Good evening. We are so grateful to you and the organizers of such timely assistance. The contents of the food packet clearly expresses that you are not insensitive to the problems faced by refugees. Not everyone can currently afford such items as are included. You are doing a wonderful work. THANK you for all you are doing for us.
A Pastor Anguish
I greet all of you at Masters Foundation and want to thank you for the support and blessing you have been to our church and to my family. I am sorry for not having written in some time, but I was hospitalized with heart issues. This whole series of events left me very broken, sad and several times I was bidding this world goodbye.

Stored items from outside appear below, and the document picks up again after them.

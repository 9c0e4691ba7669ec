//! Search request and result shapes.
//!
//! # Responsibility
//! - Describe what a caller is looking for, independent of schema version.
//! - Carry the matched package ids and the criterion that selected each one.
//!
//! # Invariants
//! - Result entries are distinct per package id.
//! - `maximum_results == 0` means unlimited.

use crate::model::IdType;
use std::fmt::{Display, Formatter};

/// How a match value is compared against stored values.
///
/// Variants are declared strongest first; result ordering relies on it.
#[derive(Debug, Clone, Copy, PartialEq, Eq, PartialOrd, Ord, Hash)]
pub enum MatchType {
    Exact,
    /// ASCII case folding only.
    CaseInsensitive,
    StartsWith,
    Substring,
}

impl MatchType {
    pub fn as_str(self) -> &'static str {
        match self {
            Self::Exact => "exact",
            Self::CaseInsensitive => "case_insensitive",
            Self::StartsWith => "starts_with",
            Self::Substring => "substring",
        }
    }
}

/// Manifest field a filter applies to.
#[derive(Debug, Clone, Copy, PartialEq, Eq, PartialOrd, Ord, Hash)]
pub enum PackageMatchField {
    Id,
    Name,
    Moniker,
    Tag,
    Command,
}

impl PackageMatchField {
    /// Fields a free-text query is tried against, in reporting priority.
    pub const QUERY_FIELDS: [PackageMatchField; 5] = [
        PackageMatchField::Id,
        PackageMatchField::Name,
        PackageMatchField::Moniker,
        PackageMatchField::Command,
        PackageMatchField::Tag,
    ];

    pub fn as_str(self) -> &'static str {
        match self {
            Self::Id => "id",
            Self::Name => "name",
            Self::Moniker => "moniker",
            Self::Tag => "tag",
            Self::Command => "command",
        }
    }
}

/// Free-text query value.
#[derive(Debug, Clone, PartialEq, Eq)]
pub struct RequestMatch {
    pub match_type: MatchType,
    pub value: String,
}

impl RequestMatch {
    pub fn new(match_type: MatchType, value: impl Into<String>) -> Self {
        Self {
            match_type,
            value: value.into(),
        }
    }
}

/// Match against a single field.
#[derive(Debug, Clone, PartialEq, Eq)]
pub struct PackageMatchFilter {
    pub field: PackageMatchField,
    pub match_type: MatchType,
    pub value: String,
}

impl PackageMatchFilter {
    pub fn new(field: PackageMatchField, match_type: MatchType, value: impl Into<String>) -> Self {
        Self {
            field,
            match_type,
            value: value.into(),
        }
    }
}

/// Search options.
///
/// `query` and `inclusions` are alternatives (any may select a package);
/// every entry in `filters` must also match. With neither a query nor
/// inclusions every package is a candidate.
#[derive(Debug, Clone, Default, PartialEq, Eq)]
pub struct SearchRequest {
    pub query: Option<RequestMatch>,
    pub inclusions: Vec<PackageMatchFilter>,
    pub filters: Vec<PackageMatchFilter>,
    pub maximum_results: usize,
}

impl SearchRequest {
    /// Creates a request with a single free-text query.
    pub fn query(match_type: MatchType, value: impl Into<String>) -> Self {
        Self {
            query: Some(RequestMatch::new(match_type, value)),
            ..Self::default()
        }
    }

    pub fn is_for_everything(&self) -> bool {
        self.query.is_none() && self.inclusions.is_empty()
    }
}

impl Display for SearchRequest {
    fn fmt(&self, f: &mut Formatter<'_>) -> std::fmt::Result {
        match &self.query {
            Some(query) => write!(f, "query={}:'{}'", query.match_type.as_str(), query.value)?,
            None => write!(f, "query=<none>")?,
        }
        for inclusion in &self.inclusions {
            write!(
                f,
                " include={}:{}:'{}'",
                inclusion.field.as_str(),
                inclusion.match_type.as_str(),
                inclusion.value
            )?;
        }
        for filter in &self.filters {
            write!(
                f,
                " filter={}:{}:'{}'",
                filter.field.as_str(),
                filter.match_type.as_str(),
                filter.value
            )?;
        }
        write!(f, " limit={}", self.maximum_results)
    }
}

/// Matched packages and the criterion that selected each.
///
/// The criterion is `None` for packages selected by a request with neither a
/// query nor inclusions.
#[derive(Debug, Clone, Default, PartialEq, Eq)]
pub struct SearchResult {
    pub matches: Vec<(IdType, Option<PackageMatchFilter>)>,
    /// Set when `maximum_results` cut the result list short.
    pub truncated: bool,
}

Fortunately, my brethren in Christ came to my aid and personally supported me. Most of the people have returned to their homes and services continue on a regular basis. Let’s not mention my personal health problems. Thanks to your ministry, God’s work has not ended but in fact has spread even more so. Thank you for being with is in this very difficult time with us. I want to mention that for more than two months now, our town has many refugees from the east of Ukraine and also from the north (Bucha and Irpin). They have come here because homes remain in tact and for now there has been no rockets and explosions as such.
Everyday tens of persons come to us looking for food, clothing and hygiene products. They beg of us to give them anything – anything for them and their children. Unfortunately, at the current time, there is no work - neither in the town or in the villages. Even the people who had jobs forestry are now jobless and coming to us begging for anything to eat.
We have created a team within the church, who consistently prays, fellowship, give out food and also travel to neighboring villages to bring food to the needy.
In the past several days we have an increased anxiety and fear in our region as 28 rockets ‘arrived.’ Again, people are filled with fear and last night people flooded into our church to hide in our bomb shelter.
A Pastor’s Deep Concern for upcoming months
Thank you for your confidence in us and in the support you supply to the constant massive stream of refugees. Your support allows me to plan for the future. Everyday I pray for Ukraine’s victory in this war with Russia and I have this personal feeling that we have endured the worst part of it although there will be months of conflict yet. And when we do succeed in this war, there will be no place for the refugees to return to. Their cities are ruined and without water or electricity and no heat available. How will they live? They will remain in western Ukraine and we need to plan for this as autumn and winter and spring approach.
144 Ukrainian prisoners were returned in an exchange. I believe there are about 3,000 more Ukrainian prisoners. There are many thousands wounded and many more will be wounded and they will remain with us. My heart and prayers are continually on their behalf.